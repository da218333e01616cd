//! The concurrent runtime core of the engine.
//!
//! This crate owns the five pieces every other subsystem is built on:
//!
//! - [`sync`]: a value-and-lock pair with RAII access tokens, and an
//!   unbounded blocking queue used as the scheduler's hand-off point.
//! - [`scheduler`]: a fixed worker-thread pool draining that queue.
//! - [`plan`]: a build-once / execute-many phased job DAG, runnable
//!   synchronously or on the scheduler.
//! - [`service`]: a process-wide service registry and the [`service::Kernel`]
//!   that drives the application main loop.
//! - [`ecs`]: archetype-keyed, struct-of-arrays entity storage with
//!   queries, views and systems.
//!
//! The renderer, window manager, resource manager and logger are external
//! collaborators; [`external`] defines only the interfaces this crate
//! consumes from them.

#![cfg_attr(not(debug_assertions), deny(clippy::unwrap_used))]

pub mod config;
pub mod error;
pub mod external;

pub mod sync;

pub mod scheduler;
pub use scheduler::Scheduler;

pub mod plan;
pub use plan::ExecutionPlan;

pub mod service;
pub use service::{Kernel, Service, ServiceProvider};

pub mod ecs;
pub use ecs::EntityAdmin;
//! Build-time configuration knobs.
//!
//! Everything here corresponds to a named configuration option in the
//! engine's external interface contract: multithreading on/off, whether
//! worker threads get human-readable names, the ECS fingerprint width, and
//! the logging threshold. These are plain values rather than `cfg!` flags
//! because, unlike the original C++ engine, none of them need to change the
//! shape of a type to take effect.

/// Default archetype fingerprint width, in bits. Must stay in sync with
/// [`crate::ecs::fingerprint::Fingerprint`]'s bit capacity.
pub const DEFAULT_MAX_ECS_COMPONENTS: usize = 64;

/// Threshold below which a log record is dropped.
#[derive(Debug, Clone, Copy, PartialEq, Eq, PartialOrd, Ord, Hash)]
pub enum LogLevel {
    Debug,
    Info,
    Warning,
    Error,
    Fatal,
}

impl LogLevel {
    /// Maps to the closest `log::LevelFilter`, since `Fatal` has no
    /// equivalent in the `log` crate and is instead treated as `Error`
    /// severity with routing handled by the caller (see
    /// [`crate::external::Logger::fatal`]).
    pub fn to_level_filter(self) -> log::LevelFilter {
        match self {
            LogLevel::Debug => log::LevelFilter::Debug,
            LogLevel::Info => log::LevelFilter::Info,
            LogLevel::Warning => log::LevelFilter::Warn,
            LogLevel::Error | LogLevel::Fatal => log::LevelFilter::Error,
        }
    }
}

/// Runtime-checked build configuration for one [`crate::service::Kernel`] /
/// [`crate::ecs::EntityAdmin`] pair.
///
/// Unlike the original engine's preprocessor defines, these are ordinary
/// values so that tests can exercise more than one configuration within the
/// same binary.
#[derive(Debug, Clone)]
pub struct Config {
    /// If `false`, the scheduler spawns zero workers and execution plans run
    /// synchronously on the caller thread.
    pub multithread_enabled: bool,
    /// If `true`, worker threads are given human-readable names.
    pub thread_labels_enabled: bool,
    /// Archetype fingerprint bit-width. Must be a power of two, at least 8,
    /// and must equal the fingerprint type's compiled-in capacity (see
    /// [`crate::ecs::fingerprint::Fingerprint::CAPACITY`]).
    pub max_ecs_components: usize,
    /// Threshold beneath which log records are dropped.
    pub log_level: LogLevel,
}

impl Default for Config {
    fn default() -> Self {
        Self {
            multithread_enabled: true,
            thread_labels_enabled: true,
            max_ecs_components: DEFAULT_MAX_ECS_COMPONENTS,
            log_level: LogLevel::Info,
        }
    }
}

impl Config {
    /// Returns `true` if `max_ecs_components` is a power of two and at
    /// least 8, per spec.
    pub fn has_valid_component_width(&self) -> bool {
        self.max_ecs_components >= 8 && self.max_ecs_components.is_power_of_two()
    }
}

• **REQUIRED WORK**: Find the lines in the records above that hold the word "them", and give only how many there are.

• **ANSWER TO THE EXERCISE**: 2